…As budget ‘silenced’ on gratuity tax issue

21Jun 2016
Our Reporter
The Guardian
…As budget ‘silenced’ on gratuity tax issue

The National Assembly yesterday passed the government’s 2016/17 budget proposals without any of the changes suggested by ruling CCM party members of parliament during a sometimes heated week-long debate.

Finance and Planning Minister Phillip Mpango

This included the imposition of a new 5 per cent tax on gratuity packages payable to MPs at the end of each five-year tenure in the House. According to finance and planning minister Phillip Mpango, the same tax will also be imposed on the gratuity payments of all top government leaders from the president downwards.
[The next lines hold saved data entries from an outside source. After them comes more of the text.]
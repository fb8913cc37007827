//! The factory: named pipelines over the workspace, prompt and audit
//! components.
//!
//! Every step is awaited to completion and recorded before the next one
//! starts. Earlier steps are never rolled back when a later one fails.

use crate::step::Step;
use serde::Serialize;
use serde_json::json;
use spcf_audit::{UserSummary, summarize};
use spcf_config::FactoryConfig;
use spcf_core::{
    AuditLog, OperationRecord, OperationStatus, Result, SeedGraph, User, UserId, WorkspacePaths,
    ops,
};
use spcf_prompts::{DesignerExchange, ProcessedSeed, TemplateRenderer};
use spcf_workspace::{AggregatedContext, ContextAggregator, IdGenerator, WorkspaceManager};
use std::collections::BTreeMap;
use std::path::{Path, PathBuf};
use std::sync::Arc;
use tracing::info;

pub mod pipelines {
    pub const ONBOARD_NO_CONTEXT: &str = "onboard_new_user_no_context";
    pub const ONBOARD_WITH_CONTEXT: &str = "onboard_user_with_context_to_seed";
    pub const PREPARE_DESIGNER_INPUT: &str = "prepare_designer_input_for_user";
    pub const PROCESS_SEED: &str = "process_seed_from_designer_output";
    pub const FULL_ONBOARDING: &str = "full_user_onboarding_with_context";
    pub const ADD_CONTEXT_FILES: &str = "add_context_files";
    pub const EXPORT_SEED: &str = "export_seed";
}

/// Context documents to place in a new workspace, by filename.
pub type ContextFiles = BTreeMap<String, String>;

/// Result of onboarding a user without context.
#[derive(Debug, Clone, PartialEq, Serialize)]
pub struct Onboarded {
    pub user_id: UserId,
    pub workspace: WorkspacePaths,
    pub assessment_path: PathBuf,
}

/// A composed designer prompt waiting for an external model.
#[derive(Debug, Clone, PartialEq, Serialize)]
pub struct DesignerHandoff {
    pub user_id: UserId,
    pub context_files: Vec<String>,
    pub designer_input: String,
}

/// Result of the end-to-end pipeline.
#[derive(Debug, Clone, PartialEq, Serialize)]
pub struct FullOnboarding {
    pub user_id: UserId,
    pub assessment_path: PathBuf,
    pub context_paths: Vec<PathBuf>,
    pub seed: ProcessedSeed,
}

pub struct Factory {
    config: Arc<FactoryConfig>,
    audit: Arc<dyn AuditLog>,
    workspaces: WorkspaceManager,
    ids: IdGenerator,
    context: ContextAggregator,
    templates: TemplateRenderer,
    designer: DesignerExchange,
}

impl Factory {
    pub fn new(config: FactoryConfig, audit: Arc<dyn AuditLog>) -> Self {
        let config = Arc::new(config);
        let workspaces = WorkspaceManager::new(config.clone());
        let templates = TemplateRenderer::new(config.clone(), workspaces.clone());
        Self {
            ids: IdGenerator::new(&config),
            context: ContextAggregator::new(workspaces.clone()),
            designer: DesignerExchange::new(templates.clone(), workspaces.clone()),
            templates,
            workspaces,
            audit,
            config,
        }
    }

    /// Replace the id generator (e.g. with a deterministic salt source).
    pub fn with_id_generator(mut self, ids: IdGenerator) -> Self {
        self.ids = ids;
        self
    }

    pub fn config(&self) -> &FactoryConfig {
        &self.config
    }

    pub fn audit(&self) -> &dyn AuditLog {
        self.audit.as_ref()
    }

    pub fn workspaces(&self) -> &WorkspaceManager {
        &self.workspaces
    }

    pub fn templates(&self) -> &TemplateRenderer {
        &self.templates
    }

    pub fn designer(&self) -> &DesignerExchange {
        &self.designer
    }

    // ── Steps ───────────────────────────────────────────────────────────

    async fn create_user_step(&self, pipeline: &'static str, identifier: &str) -> Result<User> {
        let created = self.ids.create_id(identifier).and_then(|id| {
            let user = User::new(id, identifier);
            self.workspaces.provision_user(&user)?;
            Ok(user)
        });

        // No id exists when creation fails; record under the identifier.
        let subject = match &created {
            Ok(user) => user.id.to_string(),
            Err(_) => identifier.to_string(),
        };
        let step = Step {
            pipeline,
            subject: &subject,
            success: ops::USER_CREATED,
            failure: ops::USER_CREATION_FAILED,
            input: json!({ "user_identifier": identifier }),
        };
        step.record(self.audit(), created, OperationStatus::Success, |u| {
            json!({ "user_id": u.id })
        })
        .await
    }

    async fn assessment_step(&self, pipeline: &'static str, user_id: &UserId) -> Result<PathBuf> {
        let step = Step {
            pipeline,
            subject: user_id.as_str(),
            success: ops::ASSESSMENT_GENERATED,
            failure: ops::ASSESSMENT_FAILED,
            input: json!({}),
        };
        let result = self.templates.generate_assessment(user_id);
        step.record(self.audit(), result, OperationStatus::Success, |p| {
            json!({ "assessment_path": p })
        })
        .await
    }

    async fn context_step(
        &self,
        pipeline: &'static str,
        user_id: &UserId,
    ) -> Result<AggregatedContext> {
        let step = Step {
            pipeline,
            subject: user_id.as_str(),
            success: ops::CONTEXT_AGGREGATED,
            failure: ops::CONTEXT_FAILED,
            input: json!({}),
        };
        let result = self.context.aggregate(user_id);
        step.record(self.audit(), result, OperationStatus::Success, |c| {
            json!({ "context_length": c.text.len(), "files_count": c.files.len() })
        })
        .await
    }

    async fn designer_input_step(
        &self,
        pipeline: &'static str,
        user_id: &UserId,
        context: &AggregatedContext,
        status: OperationStatus,
    ) -> Result<String> {
        let step = Step {
            pipeline,
            subject: user_id.as_str(),
            success: ops::DESIGNER_PREPARED,
            failure: ops::DESIGNER_FAILED,
            input: json!({ "context_length": context.text.len() }),
        };
        let result = self.designer.prepare_input(&context.text);
        step.record(self.audit(), result, status, |input| {
            json!({
                "designer_input_length": input.len(),
                "context_included": !context.text.is_empty(),
            })
        })
        .await
    }

    async fn seed_step(
        &self,
        pipeline: &'static str,
        user_id: &UserId,
        response: &str,
    ) -> Result<ProcessedSeed> {
        let step = Step {
            pipeline,
            subject: user_id.as_str(),
            success: ops::SEED_GENERATED,
            failure: ops::SEED_FAILED,
            input: json!({ "designer_response_length": response.len() }),
        };
        let result = self.designer.process_output(response, user_id);
        step.record(self.audit(), result, OperationStatus::Success, |seed| {
            json!({
                "seed_path": seed.path,
                "node_count": seed.graph.as_ref().map_or(0, |g| g.nodes.len()),
            })
        })
        .await
    }

    async fn context_files_step(
        &self,
        pipeline: &'static str,
        user_id: &UserId,
        files: &ContextFiles,
    ) -> Result<Vec<PathBuf>> {
        let step = Step {
            pipeline,
            subject: user_id.as_str(),
            success: ops::CONTEXT_FILES_ADDED,
            failure: ops::CONTEXT_FILES_FAILED,
            input: json!({ "filenames": files.keys().collect::<Vec<_>>() }),
        };
        let result = files
            .iter()
            .map(|(name, content)| self.workspaces.add_context_file(user_id, name, content))
            .collect::<Result<Vec<_>>>();
        step.record(self.audit(), result, OperationStatus::Success, |paths| {
            json!({ "files_count": paths.len() })
        })
        .await
    }

    // ── Pipelines ───────────────────────────────────────────────────────

    /// Create a user and render their assessment prompt.
    pub async fn onboard_new_user_no_context(&self, identifier: &str) -> Result<Onboarded> {
        let pipeline = pipelines::ONBOARD_NO_CONTEXT;
        let user = self.create_user_step(pipeline, identifier).await?;
        let assessment_path = self.assessment_step(pipeline, &user.id).await?;

        info!(pipeline, user_id = %user.id, "Pipeline complete");
        Ok(Onboarded {
            workspace: self.workspaces.resolve(&user.id)?,
            user_id: user.id,
            assessment_path,
        })
    }

    /// Create a user and compose the designer prompt from their context.
    ///
    /// The prompt is handed to an external model; its step is recorded as
    /// `PENDING_EXTERNAL`.
    pub async fn onboard_user_with_context_to_seed(&self, identifier: &str) -> Result<DesignerHandoff> {
        let pipeline = pipelines::ONBOARD_WITH_CONTEXT;
        let user = self.create_user_step(pipeline, identifier).await?;
        self.handoff(pipeline, user.id).await
    }

    /// Compose the designer prompt for an existing user, typically after
    /// context documents have been added.
    pub async fn prepare_designer_input_for_user(&self, user_id: &UserId) -> Result<DesignerHandoff> {
        self.handoff(pipelines::PREPARE_DESIGNER_INPUT, user_id.clone()).await
    }

    async fn handoff(&self, pipeline: &'static str, user_id: UserId) -> Result<DesignerHandoff> {
        let context = self.context_step(pipeline, &user_id).await?;
        let designer_input = self
            .designer_input_step(pipeline, &user_id, &context, OperationStatus::PendingExternal)
            .await?;

        info!(pipeline, user_id = %user_id, "Designer input ready for external processing");
        Ok(DesignerHandoff {
            user_id,
            context_files: context.files,
            designer_input,
        })
    }

    /// Store a designer reply as the user's seed prompt.
    pub async fn process_seed_from_designer_output(
        &self,
        user_id: &UserId,
        response: &str,
    ) -> Result<ProcessedSeed> {
        let pipeline = pipelines::PROCESS_SEED;
        let seed = self.seed_step(pipeline, user_id, response).await?;
        info!(pipeline, user_id = %user_id, path = %seed.path.display(), "Pipeline complete");
        Ok(seed)
    }

    /// Run every step with all inputs in hand.
    pub async fn full_user_onboarding_with_context(
        &self,
        identifier: &str,
        context_files: &ContextFiles,
        response: &str,
    ) -> Result<FullOnboarding> {
        let pipeline = pipelines::FULL_ONBOARDING;
        let user = self.create_user_step(pipeline, identifier).await?;
        let assessment_path = self.assessment_step(pipeline, &user.id).await?;
        let context_paths = self.context_files_step(pipeline, &user.id, context_files).await?;
        let context = self.context_step(pipeline, &user.id).await?;
        self.designer_input_step(pipeline, &user.id, &context, OperationStatus::Success)
            .await?;
        let seed = self.seed_step(pipeline, &user.id, response).await?;

        info!(pipeline, user_id = %user.id, "Pipeline complete");
        Ok(FullOnboarding {
            user_id: user.id,
            assessment_path,
            context_paths,
            seed,
        })
    }

    // ── Queries and helpers ─────────────────────────────────────────────

    pub async fn summary(&self, user_id: &UserId) -> Result<UserSummary> {
        summarize(self.audit(), &self.workspaces, user_id).await
    }

    /// The user's audit records, newest first.
    pub async fn operations(&self, user_id: &UserId) -> Result<Vec<OperationRecord>> {
        self.audit.for_user(user_id.as_str()).await
    }

    pub fn list_users(&self) -> Result<Vec<UserId>> {
        self.workspaces.list_users()
    }

    /// Place context documents in an existing workspace as one logged step.
    pub async fn add_context_files(
        &self,
        user_id: &UserId,
        files: &ContextFiles,
    ) -> Result<Vec<PathBuf>> {
        self.context_files_step(pipelines::ADD_CONTEXT_FILES, user_id, files)
            .await
    }

    pub async fn add_context_file(
        &self,
        user_id: &UserId,
        filename: &str,
        content: &str,
    ) -> Result<PathBuf> {
        let files = ContextFiles::from([(filename.to_string(), content.to_string())]);
        let mut paths = self.add_context_files(user_id, &files).await?;
        paths.pop().ok_or_else(|| {
            spcf_core::Error::Validation(format!("No context file written for '{filename}'"))
        })
    }

    pub fn extract_seed_data(&self, path: &Path) -> Option<SeedGraph> {
        self.designer.extract_seed_data(path)
    }

    /// Dump a seed artifact's data as JSON into `interaction_dumps`.
    pub async fn export_seed(&self, user_id: &UserId, seed_path: &Path) -> Result<PathBuf> {
        let step = Step {
            pipeline: pipelines::EXPORT_SEED,
            subject: user_id.as_str(),
            success: ops::SEED_EXPORTED,
            failure: ops::SEED_EXPORT_FAILED,
            input: json!({ "seed_path": seed_path }),
        };
        let result = self.designer.export_seed(user_id, seed_path);
        step.record(self.audit(), result, OperationStatus::Success, |p| {
            json!({ "export_path": p })
        })
        .await
    }
}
“When I announced the imposition of this tax on gratuity, President John Magufuli said he would like to be the first to have his gratuity taxed because being a president means that he is the member of parliament - Tanzania constituency,” Dr Mpango told the House in his speech winding up the debate on the 2016/17 budget in Dodoma.

He said with the president leading by example, all appointed political and even non-political leaders will have their gratuity packages subjected to the 5 per cent tax. They include the vice-president, prime minister, cabinet ministers, attorney general, National Assembly Speaker and deputy speaker, regional and district commissioners.

The finance minister’s speech effectively silenced a growing wave of apparent dissent over the matter from the majority of CCM legislators who for the past week - in the absence of their boycotting opposition counterparts - have been literally insisting that the proposal to tax their gratuities be scrapped forthwith.

During last week’s budget debate, ruling party legislators argued that taxing their gratuity packages would be tantamount to double taxation, given the fact that their monthly salaries as MPs are also subjected to Pay As You Earn (PAYE) tax.

According to the MPs, the Tanzania Revenue Authority (TRA) collects between 1.2 million/- and 1.3 million/- in PAYE tax from each MP each month.
Dr Mpango said yesterday the removal of an income tax exemption on the final gratuity packages to MPs is aimed at promoting equity and fairness in taxation to all individuals.

Meanwhile, the finance minister also announced that the government was sticking to its decision to allocate just 44 billion/- to the office of the Controller and Auditor General (CAG) in the coming fiscal year, a measure that had also appeared to discomfort MPs.

According to Dr Mpango, the government slashed funds from the Other Charges (OC) Vote for various government institutions in a bid to do away with unnecessary expenditures. He said the government was confident the CAG’s office can work with such an allocation.

“Some MPs asked us to state whether the CAG’s office was an enemy of the government. The answer is No. This office is important because it helps the government to unmask those who steal, embezzle and misappropriate public funds,” he said.

He added that the government intends to ensure the CAG’s office performs its duties without any hindrances.

A recommendation from several MPs for a 50/- levy to be pegged on every liter of petrol and diesel in a move to raise money for the implementation of water and health development projects in rural areas was also opposed by the government.

According to Dr Mpango, the proposal was good, but experts in economics believe that when oil prices fall the government should capitalize on the price trends to invest in energy-intensive projects, including industries.

“Currently the public is getting some relief following the fall in oil prices. If we impose a 50/- levy, there is no doubt it will trigger domestic prices of the commodity upwards,” the minister said.

He told the House that the government increased the water sector budget from 373bn/- in 2015/16 to 690bn/- for the 2016/17 financial year.

Responding to queries from some MPs last week about why Mwanza, Kigoma, Geita and Kagera had been tagged as the most impoverished regions in the country even compared to the likes of Mtwara, Lindi and Coast regions, Dr Mpango said the former group of regions had much larger rural populations compared to the latter group.

He told the House that overall, the government’s 29 trillion/- budget was meant to cut down unnecessary expenditures and directing the saved money into areas that should trigger economic growth. Tanzanians should be ready to toil today in order to live like kings tomorrow, the finance minister said.

The budget was passed by the one-sided parliament with all 251 voting MPs okaying it. No vote was spoilt.

The Appropriation Bill, 2016 was also passed by the House yesterday and is now awaiting presidential approval to kick start the budget’s actual implementation on July 1.